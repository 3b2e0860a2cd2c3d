// src/day_duration.rs
use chrono::NaiveDate;
use rust_decimal::Decimal;
use serde::{Deserialize, Serialize};
use tracing::debug;

use crate::EngineError;

/// A change to the expected hours per working day for one employee,
/// effective from a date onward until superseded by a later entry.
#[derive(Debug, Clone, PartialEq, Serialize, Deserialize)]
pub struct DayDuration {
    pub username: String,
    pub from_date: NaiveDate,
    pub hours: Decimal,
    /// The from-date exactly as the reporter typed it.
    pub from_date_display: String,
}

impl DayDuration {
    pub fn new(username: &str, from_date: NaiveDate, hours: Decimal) -> Self {
        Self {
            username: username.to_string(),
            from_date,
            hours,
            from_date_display: from_date.format("%d.%m.%Y").to_string(),
        }
    }

    /// Parses the `DD.MM.YYYY` form reporters submit, keeping the raw
    /// string for display.
    pub fn from_display(username: &str, from_date: &str, hours: Decimal) -> Result<Self, EngineError> {
        let parsed =
            NaiveDate::parse_from_str(from_date, "%d.%m.%Y").map_err(|source| {
                EngineError::InvalidFromDate {
                    input: from_date.to_string(),
                    source,
                }
            })?;
        Ok(Self {
            username: username.to_string(),
            from_date: parsed,
            hours,
            from_date_display: from_date.to_string(),
        })
    }
}

/// Override history across users; one entry per (username, from-date).
/// Resubmitting an existing pair replaces its duration.
#[derive(Debug, Default, Clone)]
pub struct DayDurationHistory {
    entries: Vec<DayDuration>,
}

impl DayDurationHistory {
    pub fn new() -> Self {
        Self::default()
    }

    pub fn upsert(&mut self, entry: DayDuration) {
        if let Some(existing) = self
            .entries
            .iter_mut()
            .find(|e| e.username == entry.username && e.from_date == entry.from_date)
        {
            debug!(
                "Replacing day duration for {} from {}: {} -> {}",
                entry.username, entry.from_date, existing.hours, entry.hours
            );
            existing.hours = entry.hours;
            existing.from_date_display = entry.from_date_display;
        } else {
            debug!(
                "Recording day duration for {} from {}: {}h",
                entry.username, entry.from_date, entry.hours
            );
            self.entries.push(entry);
        }
    }

    /// Overrides for one user, most recent effective date first.
    pub fn for_user(&self, username: &str) -> Vec<DayDuration> {
        let mut out: Vec<DayDuration> = self
            .entries
            .iter()
            .filter(|e| e.username == username)
            .cloned()
            .collect();
        out.sort_by(|a, b| b.from_date.cmp(&a.from_date));
        out
    }

    pub fn len(&self) -> usize {
        self.entries.len()
    }

    pub fn is_empty(&self) -> bool {
        self.entries.is_empty()
    }
}

/// Expected hours for one calendar day under an override history: the
/// duration of the override with the latest effective date on or before
/// the day, else `default_hours`. The input need not be pre-sorted; the
/// precondition is enforced here rather than on the caller.
pub fn expected_hours_for(
    date: NaiveDate,
    overrides: &[DayDuration],
    default_hours: Decimal,
) -> Decimal {
    let mut sorted: Vec<&DayDuration> = overrides.iter().collect();
    sorted.sort_by(|a, b| b.from_date.cmp(&a.from_date));
    sorted
        .into_iter()
        .find(|o| o.from_date <= date)
        .map(|o| o.hours)
        .unwrap_or(default_hours)
}
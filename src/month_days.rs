// src/month_days.rs
use std::fmt;

use chrono::{Datelike, NaiveDate};
use serde::Serialize;
use tracing::debug;

use crate::calendar::{CalendarClassifier, CalendarDay};
use crate::EngineError;

/// One calendar month as an immutable value. Replaces chained
/// set-month/set-year/start-of/end-of date manipulation with explicit
/// constructors returning new values.
#[derive(Debug, Clone, Copy, PartialEq, Eq, PartialOrd, Ord, Serialize)]
pub struct MonthRange {
    year: i32,
    month: u32,
}

impl MonthRange {
    /// `month` is 1-12.
    pub fn new(year: i32, month: u32) -> Result<Self, EngineError> {
        if !(1..=12).contains(&month) {
            return Err(EngineError::InvalidMonth(month));
        }
        Ok(Self { year, month })
    }

    /// Zero-based month index (0-11), the convention of calling
    /// collaborators' query parameters.
    pub fn from_zero_based(year: i32, month: u32) -> Result<Self, EngineError> {
        let month = month
            .checked_add(1)
            .ok_or(EngineError::InvalidMonth(month))?;
        Self::new(year, month)
    }

    pub fn of(date: NaiveDate) -> Self {
        Self {
            year: date.year(),
            month: date.month(),
        }
    }

    pub fn year(&self) -> i32 {
        self.year
    }

    pub fn month(&self) -> u32 {
        self.month
    }

    pub fn first_day(&self) -> NaiveDate {
        NaiveDate::from_ymd_opt(self.year, self.month, 1).unwrap()
    }

    pub fn last_day(&self) -> NaiveDate {
        self.succ().first_day().pred_opt().unwrap()
    }

    /// The following month.
    pub fn succ(&self) -> Self {
        if self.month == 12 {
            Self {
                year: self.year + 1,
                month: 1,
            }
        } else {
            Self {
                year: self.year,
                month: self.month + 1,
            }
        }
    }

    /// Every calendar day of the month, ascending. Generated from the
    /// contiguous day-of-month range, so duplicates are impossible.
    pub fn days(&self) -> Vec<NaiveDate> {
        (1..=self.last_day().day())
            .map(|day| NaiveDate::from_ymd_opt(self.year, self.month, day).unwrap())
            .collect()
    }

    pub fn contains(&self, date: NaiveDate) -> bool {
        date.year() == self.year && date.month() == self.month
    }
}

impl fmt::Display for MonthRange {
    fn fmt(&self, f: &mut fmt::Formatter<'_>) -> fmt::Result {
        write!(f, "{:04}-{:02}", self.year, self.month)
    }
}

/// Working/off partition of one month's calendar days. Together the two
/// sequences cover the month exactly.
#[derive(Debug, Clone, Serialize)]
pub struct MonthDays {
    pub range: MonthRange,
    pub working: Vec<CalendarDay>,
    pub off: Vec<CalendarDay>,
}

impl MonthDays {
    pub fn build(calendar: &CalendarClassifier, range: MonthRange) -> Self {
        let mut working = Vec::new();
        let mut off = Vec::new();
        for date in range.days() {
            let day = calendar.calendar_day(date);
            if day.is_off() {
                off.push(day);
            } else {
                working.push(day);
            }
        }
        debug!(
            "Month {}: {} working day(s), {} off day(s)",
            range,
            working.len(),
            off.len()
        );
        Self {
            range,
            working,
            off,
        }
    }

    pub fn working_dates(&self) -> Vec<NaiveDate> {
        self.working.iter().map(|d| d.date).collect()
    }

    pub fn off_dates(&self) -> Vec<NaiveDate> {
        self.off.iter().map(|d| d.date).collect()
    }
}

/// Ordered working days of a month.
pub fn working_days_of(calendar: &CalendarClassifier, range: MonthRange) -> Vec<NaiveDate> {
    MonthDays::build(calendar, range).working_dates()
}

/// Ordered weekend/holiday days of a month.
pub fn off_days_of(calendar: &CalendarClassifier, range: MonthRange) -> Vec<NaiveDate> {
    MonthDays::build(calendar, range).off_dates()
}
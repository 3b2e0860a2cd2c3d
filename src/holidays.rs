// src/holidays.rs
use std::collections::{HashMap, HashSet};
use std::sync::{Arc, Mutex};

use chrono::{Datelike, Duration, NaiveDate};
use tracing::debug;

use crate::config::Country;

/// Public-holiday calendar, queried by exact date.
pub trait HolidayCalendar: Send + Sync {
    fn is_holiday(&self, date: NaiveDate) -> bool;
}

pub fn holiday_calendar_for(country: Country) -> Arc<dyn HolidayCalendar> {
    match country {
        Country::Poland => Arc::new(PolishHolidays::new()),
    }
}

/// Polish public holidays: the fixed-date set plus the movable feasts
/// anchored on Easter Sunday. Year sets are generated on first query and
/// memoized, since balance computations touch the same few years over and
/// over.
pub struct PolishHolidays {
    years: Mutex<HashMap<i32, HashSet<NaiveDate>>>,
}

impl PolishHolidays {
    pub fn new() -> Self {
        Self {
            years: Mutex::new(HashMap::new()),
        }
    }

    fn build_year(year: i32) -> HashSet<NaiveDate> {
        // Fixed month/day pairs are valid in every year.
        let fixed = |m: u32, d: u32| NaiveDate::from_ymd_opt(year, m, d).unwrap();
        let easter = easter_sunday(year);

        let mut days = HashSet::new();
        days.insert(fixed(1, 1)); // Nowy Rok
        if year >= 2011 {
            days.insert(fixed(1, 6)); // Trzech Kroli, public holiday since 2011
        }
        days.insert(easter); // Wielkanoc
        days.insert(easter + Duration::days(1)); // Poniedzialek Wielkanocny
        days.insert(fixed(5, 1)); // Swieto Pracy
        days.insert(fixed(5, 3)); // Swieto Konstytucji 3 Maja
        days.insert(easter + Duration::days(49)); // Zielone Swiatki
        days.insert(easter + Duration::days(60)); // Boze Cialo
        days.insert(fixed(8, 15)); // Wniebowziecie NMP
        days.insert(fixed(11, 1)); // Wszystkich Swietych
        days.insert(fixed(11, 11)); // Swieto Niepodleglosci
        if year >= 2025 {
            days.insert(fixed(12, 24)); // Wigilia, public holiday since 2025
        }
        days.insert(fixed(12, 25)); // Boze Narodzenie
        days.insert(fixed(12, 26)); // Drugi dzien Swiat
        days
    }
}

impl Default for PolishHolidays {
    fn default() -> Self {
        Self::new()
    }
}

impl HolidayCalendar for PolishHolidays {
    fn is_holiday(&self, date: NaiveDate) -> bool {
        let mut years = self.years.lock().unwrap();
        years
            .entry(date.year())
            .or_insert_with(|| {
                debug!("Generating PL holiday calendar for year {}", date.year());
                Self::build_year(date.year())
            })
            .contains(&date)
    }
}

/// Gregorian Easter Sunday via the anonymous computus.
fn easter_sunday(year: i32) -> NaiveDate {
    let a = year % 19;
    let b = year / 100;
    let c = year % 100;
    let d = b / 4;
    let e = b % 4;
    let f = (b + 8) / 25;
    let g = (b - f + 1) / 3;
    let h = (19 * a + b - d - g + 15) % 30;
    let i = c / 4;
    let k = c % 4;
    let l = (32 + 2 * e + 2 * i - h - k) % 7;
    let m = (a + 11 * h + 22 * l) / 451;
    let month = (h + l - 7 * m + 114) / 31;
    let day = (h + l - 7 * m + 114) % 31 + 1;
    NaiveDate::from_ymd_opt(year, month as u32, day as u32).unwrap()
}

#[cfg(test)]
mod tests {
    use super::*;

    fn d(date_str: &str) -> NaiveDate {
        NaiveDate::parse_from_str(date_str, "%Y-%m-%d")
            .unwrap_or_else(|_| panic!("Invalid date string format: {}", date_str))
    }

    #[test]
    fn easter_sunday_known_years() {
        assert_eq!(easter_sunday(2024), d("2024-03-31"));
        assert_eq!(easter_sunday(2025), d("2025-04-20"));
        assert_eq!(easter_sunday(2026), d("2026-04-05"));
    }

    #[test]
    fn movable_feasts_follow_easter() {
        let cal = PolishHolidays::new();
        // Easter Monday, Pentecost, Corpus Christi for 2025
        assert!(cal.is_holiday(d("2025-04-21")));
        assert!(cal.is_holiday(d("2025-06-08")));
        assert!(cal.is_holiday(d("2025-06-19")));
        // The day after Corpus Christi is an ordinary Friday
        assert!(!cal.is_holiday(d("2025-06-20")));
    }

    #[test]
    fn fixed_holidays() {
        let cal = PolishHolidays::new();
        assert!(cal.is_holiday(d("2025-01-01")));
        assert!(cal.is_holiday(d("2025-05-01")));
        assert!(cal.is_holiday(d("2025-05-03")));
        assert!(cal.is_holiday(d("2025-11-11")));
        assert!(cal.is_holiday(d("2025-12-25")));
        assert!(!cal.is_holiday(d("2025-07-15")));
    }

    #[test]
    fn epiphany_only_from_2011() {
        let cal = PolishHolidays::new();
        assert!(!cal.is_holiday(d("2010-01-06")));
        assert!(cal.is_holiday(d("2011-01-06")));
    }

    #[test]
    fn christmas_eve_only_from_2025() {
        let cal = PolishHolidays::new();
        assert!(!cal.is_holiday(d("2024-12-24")));
        assert!(cal.is_holiday(d("2025-12-24")));
    }
}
^^^^^^^^
Task to complete:
In the entries above, identify each line that includes the string "chrono", then copy it.

Task answer:
use chrono::NaiveDate;
use chrono::{Datelike, NaiveDate};
use chrono::{Datelike, Duration, NaiveDate};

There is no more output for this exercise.